I settle back onto the couch, unzip my backpack and open my notebook. I’ve gotta force my eyes to stay open, to focus on the words inscribed above the oak tree’s door:

Gry kbo iye coousxq?

And on the surface of the steering disk:

Wkccsfo cyvkb pvkbo 1864 = Kdwyczrobsm ovomdbsm cebqo. Dboo bodksxon zygob 87 ryebc. Ceppsmsoxd cebqo boymmebboxmo sxmkvmevklvo.

Complex math equations written in abbreviated, encoded form? Several words end in the letter o, and there are two identical words: “cebqo.” Before I can make any headway, I hear Mom in the hallway, her key in the lock.
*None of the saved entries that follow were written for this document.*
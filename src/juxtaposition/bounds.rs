//! Confidence bounds on the MRCA rank
//!
//! Matching differentiae right after two lineages diverge may be spurious
//! collisions. A match is trusted only when it is followed by enough further
//! matches that coincidence is implausible at the requested confidence, so
//! every bound here backs off `m(1 - confidence) - 1` mutual ranks from
//! what was observed.

use super::collision::min_implausible_spurious_collisions;
use super::mutual::MutualStrata;
use crate::specimen::StratigraphicView;

/// Mutual ranks up to and including the first disparity
struct Sweep {
    mutual_ranks: Vec<i64>,
    first_disparity: Option<usize>,
}

impl Sweep {
    fn new<A, B>(first: &A, second: &B) -> Self
    where
        A: StratigraphicView + ?Sized,
        B: StratigraphicView + ?Sized,
    {
        let mut mutual_ranks = Vec::new();
        let mut first_disparity = None;
        for stratum in MutualStrata::new(first, second) {
            mutual_ranks.push(stratum.rank);
            if !stratum.is_common() {
                first_disparity = Some(mutual_ranks.len() - 1);
                break;
            }
        }
        Self {
            mutual_ranks,
            first_disparity,
        }
    }

    /// Backs off even when every mutual rank matched; the trailing matches
    /// may all be collisions between lineages that split earlier.
    fn last_commonality(&self, threshold: u64) -> Option<i64> {
        let last_match = match self.first_disparity {
            Some(index) => index.checked_sub(1)?,
            None => self.mutual_ranks.len().checked_sub(1)?,
        };
        let backoff = usize::try_from(threshold.max(1) - 1).ok()?;
        last_match
            .checked_sub(backoff)
            .map(|index| self.mutual_ranks[index])
    }

    fn first_disparity(&self, threshold: u64) -> Option<i64> {
        let disparity = self.first_disparity?;
        let backoff = usize::try_from(threshold.max(1) - 1).unwrap_or(usize::MAX);
        Some(self.mutual_ranks[disparity.saturating_sub(backoff)])
    }

    fn observed_disparity(&self) -> Option<i64> {
        self.first_disparity.map(|index| self.mutual_ranks[index])
    }
}

fn threshold<A>(first: &A, confidence_level: f64) -> u64
where
    A: StratigraphicView + ?Sized,
{
    min_implausible_spurious_collisions(first.differentia_bit_width(), 1.0 - confidence_level)
}

fn min_deposited<A, B>(first: &A, second: &B) -> i64
where
    A: StratigraphicView + ?Sized,
    B: StratigraphicView + ?Sized,
{
    first.num_strata_deposited().min(second.num_strata_deposited()) as i64
}

/// Deepest rank at which both annotations confidently share ancestry.
///
/// `None` when no common ancestor is detectable at this confidence. The
/// back-off applies whether or not a disparity was observed, so identical
/// narrow-differentia annotations report a rank below their last one.
pub fn calc_rank_of_last_retained_commonality_between<A, B>(
    first: &A,
    second: &B,
    confidence_level: f64,
) -> Option<i64>
where
    A: StratigraphicView + ?Sized,
    B: StratigraphicView + ?Sized,
{
    Sweep::new(first, second).last_commonality(threshold(first, confidence_level))
}

/// Earliest rank at which the annotations confidently differ.
///
/// Backs off from the first observed disparity over matches that could be
/// coincidental; `None` when no disparity was observed.
pub fn calc_rank_of_first_retained_disparity_between<A, B>(
    first: &A,
    second: &B,
    confidence_level: f64,
) -> Option<i64>
where
    A: StratigraphicView + ?Sized,
    B: StratigraphicView + ?Sized,
{
    Sweep::new(first, second).first_disparity(threshold(first, confidence_level))
}

/// Last commonality and first disparity from a single sweep
pub fn calc_rank_of_parity_segue_between<A, B>(
    first: &A,
    second: &B,
    commonality_confidence_level: f64,
    disparity_confidence_level: f64,
) -> (Option<i64>, Option<i64>)
where
    A: StratigraphicView + ?Sized,
    B: StratigraphicView + ?Sized,
{
    let sweep = Sweep::new(first, second);
    (
        sweep.last_commonality(threshold(first, commonality_confidence_level)),
        sweep.first_disparity(threshold(first, disparity_confidence_level)),
    )
}

/// Half-open `[lower, upper)` interval containing the MRCA rank.
///
/// The lower end is the confident last commonality; the upper end is the
/// first observed disparity (a mismatch is never coincidental) or, absent
/// one, the shorter annotation's deposition count.
pub fn calc_rank_of_mrca_bounds_between<A, B>(
    first: &A,
    second: &B,
    confidence_level: f64,
) -> Option<(i64, i64)>
where
    A: StratigraphicView + ?Sized,
    B: StratigraphicView + ?Sized,
{
    let sweep = Sweep::new(first, second);
    let lower = sweep.last_commonality(threshold(first, confidence_level))?;
    let upper = sweep
        .observed_disparity()
        .unwrap_or_else(|| min_deposited(first, second));
    Some((lower, upper))
}

/// Half-open interval of generations elapsed on `focal` since the MRCA
pub fn calc_ranks_since_mrca_bounds_with<A, B>(
    focal: &A,
    other: &B,
    confidence_level: f64,
) -> Option<(i64, i64)>
where
    A: StratigraphicView + ?Sized,
    B: StratigraphicView + ?Sized,
{
    let (lower, upper) = calc_rank_of_mrca_bounds_between(focal, other, confidence_level)?;
    let deposited = focal.num_strata_deposited() as i64;
    Some((deposited - upper, deposited - lower))
}

/// Earliest mutual rank at which a shared ancestor could be confirmed.
///
/// Confirmation needs `m` mutual ranks, so this is the `m`-th one; `None`
/// when the annotations hold fewer.
pub fn calc_rank_of_earliest_detectable_mrca_between<A, B>(
    first: &A,
    second: &B,
    confidence_level: f64,
) -> Option<i64>
where
    A: StratigraphicView + ?Sized,
    B: StratigraphicView + ?Sized,
{
    let needed = threshold(first, confidence_level).max(1);
    let index = usize::try_from(needed - 1).ok()?;
    MutualStrata::new(first, second)
        .nth(index)
        .map(|stratum| stratum.rank)
}

/// Whether the annotations share any ancestor; `None` when they hold too
/// few mutual ranks to tell at this confidence
pub fn does_have_any_common_ancestor<A, B>(
    first: &A,
    second: &B,
    confidence_level: f64,
) -> Option<bool>
where
    A: StratigraphicView + ?Sized,
    B: StratigraphicView + ?Sized,
{
    if does_definitively_have_no_common_ancestor(first, second) {
        return Some(false);
    }
    calc_rank_of_earliest_detectable_mrca_between(first, second, confidence_level)?;
    Some(calc_rank_of_last_retained_commonality_between(first, second, confidence_level).is_some())
}

/// True iff the earliest mutual rank already disagrees
pub fn does_definitively_have_no_common_ancestor<A, B>(first: &A, second: &B) -> bool
where
    A: StratigraphicView + ?Sized,
    B: StratigraphicView + ?Sized,
{
    MutualStrata::new(first, second)
        .next()
        .is_some_and(|stratum| !stratum.is_common())
}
“I’m home,” Mom says, opening the door. “Don’t get up.”

“I won’t.”

She puts down a grocery bag, then pulls a small orange bottle out of her purse. “You’re supposed to take one every four hours, with food.”

“I finished my dinner while you were gone,” I say. “I’m stuffed.”

Mom hands me a sizable pill and a glass of water. “Bottoms up.”

I gulp it down, then motion to my notebook. “I’ve got some homework, then I’m calling it a night, okay?”

Mom ruffles my hair. “You need your rest. The homework can wait.” She peers at my notebook before I can close it. “What was that? Code?”

“Yeah,” I say, fumbling for an explanation. “Just messing around. It’s for, uh, English class.”

“English? I thought it was Mr. McBride who made his classes decode Ó Direáin’s journal. Did you already start the local history unit? I thought he saved that for second semester.”

Ó Direáin’s journal? My mind flashes to his bronze statue in the park, near the fountain. The plaque said he was one of the town’s forefathers. He was the inventor of the lightbulb.

“We, uh, yes,” I stutter. “We started the journal. Already.”

“I have to admit,” she says, smiling, “I love flipping through it at night, right before I fall asleep. I have this fantasy that my subconscious will figure out how to crack those uncrackable codes.”

There are codes in Ó Direáin’s journal? It can’t be a coincidence; Ó Direáin must have had some connection with the portal. He was a scientist! He might have discovered the wormhole and then invented a way to navigate it. Or maybe he created the wormhole himself. I need to get back to the library before I leave this universe, to see if I can get my hands on a copy of that journal.